Дар задумчиво кивнул. Стало понятно присутствие столь молодого тангра в истребительном отряде, так же как и его беспощадность.
– Стало быть, ты кровник? – негромко спросил Дар.
– Стало быть, я кровник, – так же тихо подтвердил юноша.
– А Саудрак?
– Об этом спроси у него самого.
– Ты сказал, что в отряде кровники и циники. Циников много?
– Больше половины.
Дар вдруг ощутил, что ужасно устал. Тяжелый рокот скачки дрома сводил с ума. Звук был слышен не только ушами, он передавался через седло, через кости скакуна – прямо в тело седока. Затекшие колени сначала ломило, теперь они будто отнялись. Вдруг сильно стал чувствоваться запах, проникавший через попоны, – густые зловонные испарения, исходившие от шкуры дрома.

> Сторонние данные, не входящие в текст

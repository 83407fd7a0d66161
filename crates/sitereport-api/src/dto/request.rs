//! Request DTOs with validation.
//!
//! Authentication is external, so the caller identifies itself with a
//! `user_id` carried in the body or query string; the services resolve it
//! against the user directory before any permission check.

use std::collections::HashSet;

use chrono::{DateTime, Utc};
use serde::{Deserialize, Deserializer, Serialize};
use uuid::Uuid;
use validator::Validate;

use sitereport_entity::{Permission, Role};

/// Acquire a page lock.
#[derive(Debug, Clone, Serialize, Deserialize, Validate)]
pub struct CreateLockRequest {
    /// The page to lock.
    pub page_id: Uuid,
    /// The report the page belongs to.
    pub report_id: Uuid,
    /// The requesting user.
    pub user_id: Uuid,
    /// Display name; defaults to the directory record's name.
    #[validate(length(min = 1, max = 100))]
    pub user_name: Option<String>,
    /// Free-text reason shown to users hitting the lock.
    #[validate(length(max = 500))]
    pub reason: Option<String>,
}

/// What to do with an existing lock.
#[derive(Debug, Clone, Copy, PartialEq, Eq, Serialize, Deserialize)]
#[serde(rename_all = "snake_case")]
pub enum LockAction {
    /// Push the lease deadline out.
    Extend,
    /// Give the lock up (holder, or privileged).
    Release,
    /// Take the lock away from its holder (privileged only).
    ForceUnlock,
}

/// Act on a lock: `PUT /api/locks/{id}`.
#[derive(Debug, Clone, Serialize, Deserialize)]
pub struct LockActionRequest {
    /// The acting user.
    pub user_id: Uuid,
    /// The action to perform.
    pub action: LockAction,
    /// Extra minutes for `extend`; defaults to the configured lease length.
    pub additional_minutes: Option<i64>,
}

/// Identifies the caller on query-string routes.
#[derive(Debug, Clone, Copy, Serialize, Deserialize)]
pub struct ActorQuery {
    /// The acting user.
    pub user_id: Uuid,
}

/// Query for the authenticated share listing.
#[derive(Debug, Clone, Copy, Serialize, Deserialize)]
pub struct ShareListQuery {
    /// The report to list shares for.
    pub report_id: Uuid,
    /// The acting user.
    pub user_id: Uuid,
}

/// Create a share.
#[derive(Debug, Clone, Serialize, Deserialize)]
pub struct CreateShareRequest {
    /// The report to share.
    pub report_id: Uuid,
    /// The grantor.
    pub user_id: Uuid,
    /// Direct recipients; required for private shares.
    #[serde(default)]
    pub shared_with: HashSet<Uuid>,
    /// Permissions to grant; defaults to read-only.
    pub permissions: Option<HashSet<Permission>>,
    /// Optional expiry.
    pub expires_at: Option<DateTime<Utc>>,
    /// Mint a token link anyone can use.
    #[serde(default)]
    pub is_public: bool,
}

/// Update a share. Absent fields are left unchanged; an explicit
/// `"expires_at": null` clears the deadline.
#[derive(Debug, Clone, Serialize, Deserialize)]
pub struct UpdateShareRequest {
    /// The acting user.
    pub user_id: Uuid,
    /// Replace the recipient set.
    pub shared_with: Option<HashSet<Uuid>>,
    /// Replace the granted permissions.
    pub permissions: Option<HashSet<Permission>>,
    /// Replace (`Some(Some(_))`) or clear (`Some(None)`) the expiry.
    #[serde(default, deserialize_with = "double_option")]
    pub expires_at: Option<Option<DateTime<Utc>>>,
    /// Toggle public visibility.
    pub is_public: Option<bool>,
}

/// Create or replace a user-permissions record (admin).
#[derive(Debug, Clone, Serialize, Deserialize, Validate)]
pub struct UpsertUserRequest {
    /// Display name.
    #[validate(length(min = 1, max = 100))]
    pub user_name: String,
    /// Role to bind; the permission set follows from it.
    pub role: Role,
    /// Projects the user may act on.
    #[serde(default)]
    pub project_ids: HashSet<Uuid>,
    /// Construction sites the user may act on.
    #[serde(default)]
    pub construction_ids: HashSet<Uuid>,
}

/// Distinguishes an absent field from an explicit `null`.
fn double_option<'de, T, D>(deserializer: D) -> Result<Option<Option<T>>, D::Error>
where
    T: Deserialize<'de>,
    D: Deserializer<'de>,
{
    Deserialize::deserialize(deserializer).map(Some)
}
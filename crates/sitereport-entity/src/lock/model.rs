//! Page-lock entity model.

use chrono::{DateTime, Duration, Utc};
use serde::{Deserialize, Serialize};
use uuid::Uuid;

/// Lifecycle state of a page lock.
///
/// `Editing` is a reserved sub-state for fine-grained editor signaling;
/// no current operation transitions into it and it counts as live,
/// exactly like `Locked`.
#[derive(Debug, Clone, Copy, PartialEq, Eq, Hash, Serialize, Deserialize)]
#[serde(rename_all = "snake_case")]
pub enum LockStatus {
    /// No live lock on the page.
    Unlocked,
    /// The page is exclusively held by one user.
    Locked,
    /// Reserved: the holder is actively typing.
    Editing,
}

/// Exclusive editing intent on one page of one report, bounded by a lease.
///
/// A lock whose deadline has passed is logically dead even while still
/// physically stored; every read path must compute liveness from
/// `expires_at` instead of relying on storage absence.
#[derive(Debug, Clone, Serialize, Deserialize)]
pub struct PageLock {
    /// Unique lock identifier.
    pub id: Uuid,
    /// The locked page.
    pub page_id: Uuid,
    /// The report the page belongs to.
    pub report_id: Uuid,
    /// The lock holder.
    pub user_id: Uuid,
    /// Display name of the holder, for conflict messages.
    pub user_name: String,
    /// Lifecycle state.
    pub status: LockStatus,
    /// When the lock was acquired.
    pub locked_at: DateTime<Utc>,
    /// Lease deadline.
    pub expires_at: DateTime<Utc>,
    /// Free-text reason given by the holder.
    pub reason: Option<String>,
}

impl PageLock {
    /// Whether the lease deadline has passed.
    ///
    /// Strict comparison: a lock observed exactly at its deadline is still
    /// live. This is the single liveness convention used everywhere.
    pub fn is_expired(&self, now: DateTime<Utc>) -> bool {
        now > self.expires_at
    }

    /// Time left on the lease, floored at zero.
    pub fn remaining(&self, now: DateTime<Utc>) -> Duration {
        let remaining = self.expires_at - now;
        if remaining < Duration::zero() {
            Duration::zero()
        } else {
            remaining
        }
    }

    /// Whether the lock is live but within the given warning threshold.
    pub fn is_expiring_soon(&self, now: DateTime<Utc>, threshold: Duration) -> bool {
        let remaining = self.remaining(now);
        remaining > Duration::zero() && remaining <= threshold
    }
}

/// Human-readable rendering of a remaining lease duration: `"Nm Ss"`,
/// or just `"Ss"` under a minute.
pub fn format_remaining(remaining: Duration) -> String {
    let total_seconds = remaining.num_seconds().max(0);
    let minutes = total_seconds / 60;
    let seconds = total_seconds % 60;
    if minutes > 0 {
        format!("{minutes}m {seconds}s")
    } else {
        format!("{seconds}s")
    }
}

/// Filter for listing live locks.
#[derive(Debug, Clone, Copy, Default, Serialize, Deserialize)]
pub struct LockFilter {
    /// Restrict to one page.
    pub page_id: Option<Uuid>,
    /// Restrict to one report.
    pub report_id: Option<Uuid>,
    /// Restrict to one holder.
    pub user_id: Option<Uuid>,
}

impl LockFilter {
    /// Whether the given lock matches every set field.
    pub fn matches(&self, lock: &PageLock) -> bool {
        self.page_id.is_none_or(|p| lock.page_id == p)
            && self.report_id.is_none_or(|r| lock.report_id == r)
            && self.user_id.is_none_or(|u| lock.user_id == u)
    }
}

#[cfg(test)]
mod tests {
    use super::*;

    fn sample_lock(expires_at: DateTime<Utc>) -> PageLock {
        PageLock {
            id: Uuid::new_v4(),
            page_id: Uuid::new_v4(),
            report_id: Uuid::new_v4(),
            user_id: Uuid::new_v4(),
            user_name: "Tanaka".to_string(),
            status: LockStatus::Locked,
            locked_at: expires_at - Duration::minutes(30),
            expires_at,
            reason: None,
        }
    }

    #[test]
    fn test_exactly_at_deadline_is_still_live() {
        let now = Utc::now();
        let lock = sample_lock(now);
        assert!(!lock.is_expired(now));
        assert!(lock.is_expired(now + Duration::milliseconds(1)));
    }

    #[test]
    fn test_remaining_floors_at_zero() {
        let now = Utc::now();
        let lock = sample_lock(now - Duration::seconds(10));
        assert_eq!(lock.remaining(now), Duration::zero());
    }

    #[test]
    fn test_expiring_soon_window() {
        let now = Utc::now();
        let threshold = Duration::minutes(5);
        assert!(sample_lock(now + Duration::minutes(4)).is_expiring_soon(now, threshold));
        assert!(!sample_lock(now + Duration::minutes(6)).is_expiring_soon(now, threshold));
        // An already-expired lock is dead, not "expiring soon".
        assert!(!sample_lock(now - Duration::seconds(1)).is_expiring_soon(now, threshold));
    }

    #[test]
    fn test_format_remaining() {
        assert_eq!(format_remaining(Duration::seconds(150)), "2m 30s");
        assert_eq!(format_remaining(Duration::seconds(45)), "45s");
        assert_eq!(format_remaining(Duration::seconds(-5)), "0s");
    }

    #[test]
    fn test_filter_matches() {
        let now = Utc::now();
        let lock = sample_lock(now + Duration::minutes(10));
        let filter = LockFilter {
            page_id: Some(lock.page_id),
            ..Default::default()
        };
        assert!(filter.matches(&lock));
        let other = LockFilter {
            page_id: Some(Uuid::new_v4()),
            ..Default::default()
        };
        assert!(!other.matches(&lock));
    }
}
//! SiteReport Server — access control, page locking, and sharing for
//! construction-project reports.
//!
//! Main entry point that wires all crates together and starts the server.

use std::sync::Arc;

use tracing_subscriber::{fmt, EnvFilter};

use sitereport_api::state::AppState;
use sitereport_auth::rbac::checker::PermissionChecker;
use sitereport_core::config::AppConfig;
use sitereport_core::error::AppError;
use sitereport_registry::lock::memory::MemoryLockRegistry;
use sitereport_registry::share::memory::MemoryShareRegistry;
use sitereport_registry::share::token::ShareTokenGenerator;
use sitereport_registry::user::directory::UserDirectory;
use sitereport_service::lock::LockService;
use sitereport_service::share::ShareService;
use sitereport_service::user::UserService;

#[tokio::main]
async fn main() {
    let config = match load_configuration() {
        Ok(c) => c,
        Err(e) => {
            eprintln!("Failed to load configuration: {e}");
            std::process::exit(1);
        }
    };

    init_logging(&config);

    if let Err(e) = run(config).await {
        tracing::error!("Server error: {e}");
        std::process::exit(1);
    }
}

/// Load configuration from file and environment.
fn load_configuration() -> Result<AppConfig, AppError> {
    let env = std::env::var("SITEREPORT_ENV").unwrap_or_else(|_| "development".to_string());
    AppConfig::load(&env)
}

/// Initialize tracing/logging.
fn init_logging(config: &AppConfig) {
    let filter =
        EnvFilter::try_from_default_env().unwrap_or_else(|_| EnvFilter::new(&config.logging.level));

    match config.logging.format.as_str() {
        "json" => {
            fmt()
                .json()
                .with_env_filter(filter)
                .with_target(true)
                .with_thread_ids(true)
                .init();
        }
        _ => {
            fmt().pretty().with_env_filter(filter).with_target(true).init();
        }
    }
}

/// Main server run function.
async fn run(config: AppConfig) -> Result<(), AppError> {
    tracing::info!("Starting SiteReport v{}", env!("CARGO_PKG_VERSION"));

    // Access control
    let checker = Arc::new(PermissionChecker::new());
    let directory = Arc::new(UserDirectory::new());

    // Registries
    let lock_registry = Arc::new(MemoryLockRegistry::new(config.lock.clone()));
    let share_registry = Arc::new(MemoryShareRegistry::new());

    // Coordinators
    let lock_service = Arc::new(LockService::new(
        Arc::clone(&directory),
        Arc::clone(&checker),
        lock_registry,
        config.lock.clone(),
    ));
    let share_service = Arc::new(ShareService::new(
        Arc::clone(&directory),
        Arc::clone(&checker),
        share_registry,
        ShareTokenGenerator::new(&config.share),
    ));
    let user_service = Arc::new(UserService::new(
        Arc::clone(&directory),
        Arc::clone(&checker),
    ));

    user_service.bootstrap_admin(&config.bootstrap).await?;

    let app_state = AppState {
        config: Arc::new(config.clone()),
        checker,
        directory,
        lock_service,
        share_service,
        user_service,
    };

    let app = sitereport_api::build_router(app_state);

    let addr = format!("{}:{}", config.server.host, config.server.port);
    let listener = tokio::net::TcpListener::bind(&addr)
        .await
        .map_err(|e| AppError::with_source(
            sitereport_core::error::ErrorKind::Internal,
            format!("Failed to bind {addr}"),
            e,
        ))?;

    tracing::info!("SiteReport server listening on {addr}");

    let grace = std::time::Duration::from_secs(config.server.shutdown_grace_seconds);
    let server = axum::serve(listener, app).with_graceful_shutdown(async {
        shutdown_signal().await;
        tracing::info!("Shutdown signal received, draining connections...");
    });

    // Bound the drain: once the signal lands, open connections get
    // `shutdown_grace_seconds` to finish before the process exits anyway.
    tokio::select! {
        result = server => {
            result.map_err(|e| AppError::with_source(
                sitereport_core::error::ErrorKind::Internal,
                "Server error",
                e,
            ))?;
            tracing::info!("SiteReport server shut down gracefully");
        }
        _ = async {
            shutdown_signal().await;
            tokio::time::sleep(grace).await;
        } => {
            tracing::warn!(
                "Connections did not drain within {}s, shutting down anyway",
                grace.as_secs()
            );
        }
    }

    Ok(())
}

/// Wait for shutdown signal (Ctrl+C or SIGTERM).
async fn shutdown_signal() {
    let ctrl_c = async {
        if let Err(e) = tokio::signal::ctrl_c().await {
            tracing::error!("Failed to install Ctrl+C handler: {e}");
        }
    };

    #[cfg(unix)]
    let terminate = async {
        match tokio::signal::unix::signal(tokio::signal::unix::SignalKind::terminate()) {
            Ok(mut signal) => {
                signal.recv().await;
            }
            Err(e) => tracing::error!("Failed to install SIGTERM handler: {e}"),
        }
    };

    #[cfg(not(unix))]
    let terminate = std::future::pending::<()>();

    tokio::select! {
        _ = ctrl_c => {},
        _ = terminate => {},
    }
}
//! Logging configuration.

use serde::{Deserialize, Serialize};

/// Logging and tracing configuration.
#[derive(Debug, Clone, Serialize, Deserialize)]
pub struct LoggingConfig {
    /// Log level: `"trace"`, `"debug"`, `"info"`, `"warn"`, `"error"`.
    #[serde(default = "default_level")]
    pub level: String,
    /// Log format: `"json"` or `"pretty"`.
    #[serde(default = "default_format")]
    pub format: String,
}

impl Default for LoggingConfig {
    fn default() -> Self {
        Self {
            level: default_level(),
            format: default_format(),
        }
    }
}

fn default_level() -> String {
    "info".to_string()
}

fn default_format() -> String {
    "json".to_string()
}
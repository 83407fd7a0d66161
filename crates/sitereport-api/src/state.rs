//! Application state shared across all handlers and middleware.

use std::sync::Arc;

use sitereport_auth::rbac::checker::PermissionChecker;
use sitereport_core::config::AppConfig;
use sitereport_registry::user::directory::UserDirectory;
use sitereport_service::lock::LockService;
use sitereport_service::share::ShareService;
use sitereport_service::user::UserService;

/// Application state containing all shared dependencies.
///
/// Passed to every Axum handler via `State<AppState>`.
/// All fields are `Arc`-wrapped for cheap cloning across tasks.
#[derive(Clone)]
pub struct AppState {
    /// Application configuration.
    pub config: Arc<AppConfig>,
    /// Role-based access control evaluator.
    pub checker: Arc<PermissionChecker>,
    /// User permission records.
    pub directory: Arc<UserDirectory>,
    /// Page-lock coordinator.
    pub lock_service: Arc<LockService>,
    /// Report-share coordinator.
    pub share_service: Arc<ShareService>,
    /// User-permissions coordinator.
    pub user_service: Arc<UserService>,
}
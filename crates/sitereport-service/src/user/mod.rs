//! User-permissions management.

pub mod service;

pub use service::{UpsertUserRequest, UserService};
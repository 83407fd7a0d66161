//! # sitereport-core
//!
//! Core crate for SiteReport. Contains configuration schemas and the
//! unified error system shared by every other crate.
//!
//! This crate has **no** internal dependencies on other SiteReport crates.

pub mod config;
pub mod error;
pub mod result;

pub use error::AppError;
pub use result::AppResult;
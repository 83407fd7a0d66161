//! Report-share configuration.

use serde::{Deserialize, Serialize};

/// Settings for the report-share registry.
#[derive(Debug, Clone, Serialize, Deserialize)]
pub struct ShareConfig {
    /// Number of random bytes in a public share token (hex-encoded, so the
    /// token string is twice this length).
    #[serde(default = "default_token_bytes")]
    pub token_bytes: usize,
}

impl Default for ShareConfig {
    fn default() -> Self {
        Self {
            token_bytes: default_token_bytes(),
        }
    }
}

fn default_token_bytes() -> usize {
    32
}
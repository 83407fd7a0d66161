//! Share CRUD and token access handlers.

use axum::extract::{Path, Query, State};
use axum::http::StatusCode;
use axum::Json;
use uuid::Uuid;

use sitereport_entity::ShareSettings;

use crate::dto::request::{ActorQuery, CreateShareRequest, ShareListQuery, UpdateShareRequest};
use crate::dto::response::{ApiResponse, MessageResponse};
use crate::error::ApiError;
use crate::state::AppState;

/// GET /api/shares?report_id&user_id
pub async fn list_shares(
    State(state): State<AppState>,
    Query(query): Query<ShareListQuery>,
) -> Result<Json<ApiResponse<Vec<ShareSettings>>>, ApiError> {
    let shares = state
        .share_service
        .list_for_report(query.report_id, query.user_id)
        .await?;
    Ok(Json(ApiResponse::ok(shares)))
}

/// POST /api/shares
pub async fn create_share(
    State(state): State<AppState>,
    Json(req): Json<CreateShareRequest>,
) -> Result<(StatusCode, Json<ApiResponse<ShareSettings>>), ApiError> {
    let share = state
        .share_service
        .create(sitereport_service::share::CreateShareRequest {
            report_id: req.report_id,
            shared_by: req.user_id,
            shared_with: req.shared_with,
            permissions: req.permissions,
            expires_at: req.expires_at,
            is_public: req.is_public,
        })
        .await?;

    Ok((StatusCode::CREATED, Json(ApiResponse::ok(share))))
}

/// GET /api/shares/token/{token} — the token alone is the credential.
pub async fn access_shared(
    State(state): State<AppState>,
    Path(token): Path<String>,
) -> Result<Json<ApiResponse<ShareSettings>>, ApiError> {
    let share = state.share_service.get_by_token(&token).await?;
    Ok(Json(ApiResponse::ok(share)))
}

/// PUT /api/shares/{id}
pub async fn update_share(
    State(state): State<AppState>,
    Path(id): Path<Uuid>,
    Json(req): Json<UpdateShareRequest>,
) -> Result<Json<ApiResponse<ShareSettings>>, ApiError> {
    let share = state
        .share_service
        .update(
            id,
            req.user_id,
            sitereport_service::share::UpdateShareRequest {
                shared_with: req.shared_with,
                permissions: req.permissions,
                expires_at: req.expires_at,
                is_public: req.is_public,
            },
        )
        .await?;
    Ok(Json(ApiResponse::ok(share)))
}

/// DELETE /api/shares/{id}
pub async fn delete_share(
    State(state): State<AppState>,
    Path(id): Path<Uuid>,
    Query(actor): Query<ActorQuery>,
) -> Result<Json<ApiResponse<MessageResponse>>, ApiError> {
    state.share_service.delete(id, actor.user_id).await?;
    Ok(Json(ApiResponse::ok(MessageResponse::new("Share deleted"))))
}
//! # sitereport-registry
//!
//! Stateful components for SiteReport:
//!
//! - `lock` — the page-lock registry trait and its in-memory,
//!   mutex-guarded implementation (lease lifecycle and lazy expiry)
//! - `share` — the report-share registry trait and its in-memory
//!   implementation, plus share-token generation
//! - `user` — the in-memory user directory
//!
//! Registries own record lifecycle only. They never evaluate permissions;
//! all authorization happens in the service layer before a registry is
//! touched.

pub mod lock;
pub mod share;
pub mod user;

pub use lock::{AcquireRequest, LockRegistry, MemoryLockRegistry};
pub use share::{MemoryShareRegistry, ShareRegistry, ShareTokenGenerator};
pub use user::UserDirectory;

И еще Дар подумал, что ему повезло, что судьба дала в попутчики юношу Ходвата. Еще неизвестно, как бы реагировали взрослые воины…
* * *
Солнце уже клонилось крепко за полдень, когда впереди показались дымы далеких пожаров. Темно‑серые полосы тянулись в безветренное небо зловещими сигналами войны. Теперь уже не было сомнений, в какую сторону держать путь. Всадники приободрились, предчувствуя конец изнурительной скачки.